As with bouldering, this can be done both indoors and outdoors. With indoor rope climbing, one person is scaling the wall which is attached to their harness. The rope is then running through a metal loop at the top and is attached to the harness of the person on the ground who is the belayer. The belayer is feeding the rope through a belay plate as the climber climbs up, so if the climber should fall, the belayer’s rope will arrest the fall so they don’t drop too far down the wall and risk injury to themselves. If the two climbers are of similar height and weight it can make belaying a lot easier, but if not, grabbing a sand bag is always an option if you are the lighter person on the ground! Indoor rock climbing walls can vary massively in height which means to complete one route can be quite an endurance workout.
You might have noticed at the wall that there are some routes which have no rope on the wall but have pre-placed bolts with quick draws attached. Here the first climber who goes up the wall, is leading with rope, feeding it through the quick draws until they reach the top and then they can lower themselves back down. There’s a few more elements of skill and technique added on here. As the climber you have to make sure you have one hand free to feed the rope through the quickdraws as this is now your safety net should you fall. The belayer’s job is to feed out rope when the climber needs it to place into the quickdraws.
This nicely leads us onto sport climbing which is done outdoors with a route of permanent anchors that are already fixed to the rockface. The next step from here is Trad.

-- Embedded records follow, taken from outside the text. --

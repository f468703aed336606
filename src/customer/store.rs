//! Storage abstraction for customer rows.
//!
//! Every adapter satisfies the same contract: `select_*` represents absence
//! with `None`, never an error; `insert` assigns the id; `update` replaces
//! the full row in one operation.

use async_trait::async_trait;
use thiserror::Error;

use crate::customer::model::{Customer, NewCustomer};

#[derive(Debug, Error)]
pub enum StoreError {
    /// Unique-constraint rejection on the email column.
    #[error("email already taken")]
    DuplicateEmail,

    #[error("database pool error: {0}")]
    Pool(#[from] deadpool_postgres::PoolError),

    #[error("database error: {0}")]
    Database(#[from] tokio_postgres::Error),
}

/// Persistence gateway for the customer table. Implementations are
/// swappable at startup (in-memory for tests and local runs, Postgres
/// in production).
#[async_trait]
pub trait CustomerStore: Send + Sync {
    async fn select_all(&self) -> Result<Vec<Customer>, StoreError>;

    async fn select_by_id(&self, id: i64) -> Result<Option<Customer>, StoreError>;

    async fn select_by_email(&self, email: &str) -> Result<Option<Customer>, StoreError>;

    async fn exists_with_email(&self, email: &str) -> Result<bool, StoreError>;

    async fn exists_with_id(&self, id: i64) -> Result<bool, StoreError>;

    /// Inserts the customer and returns the stored row with its
    /// storage-assigned id.
    async fn insert(&self, customer: NewCustomer) -> Result<Customer, StoreError>;

    /// Replaces every column of the row identified by `customer.id`
    /// in a single atomic write.
    async fn update(&self, customer: &Customer) -> Result<(), StoreError>;

    async fn delete_by_id(&self, id: i64) -> Result<(), StoreError>;
}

This involves placing your own gear into the rock, to which you can then add your quickdraws and then feed your own rope through. The pre-placed bolts are no longer here! Generally this type of climbing is a bit slower and involves a bit more precision and thought as any gear that is placed incorrectly may just ping out if you fall. Once the first climber has climbed the route and placed the gear, the second climber comes up, now being belayed by the first climber, and the second climber removed all the gear that had been placed.
When the rock face is simply not enough, a sheet of ice will do the trick! Culminating skills of lead and trad climbing, ice climbing involves placing ice screws as your protective gear. However instead of using your hands and feet, this is now replaced by ice axes and crampons.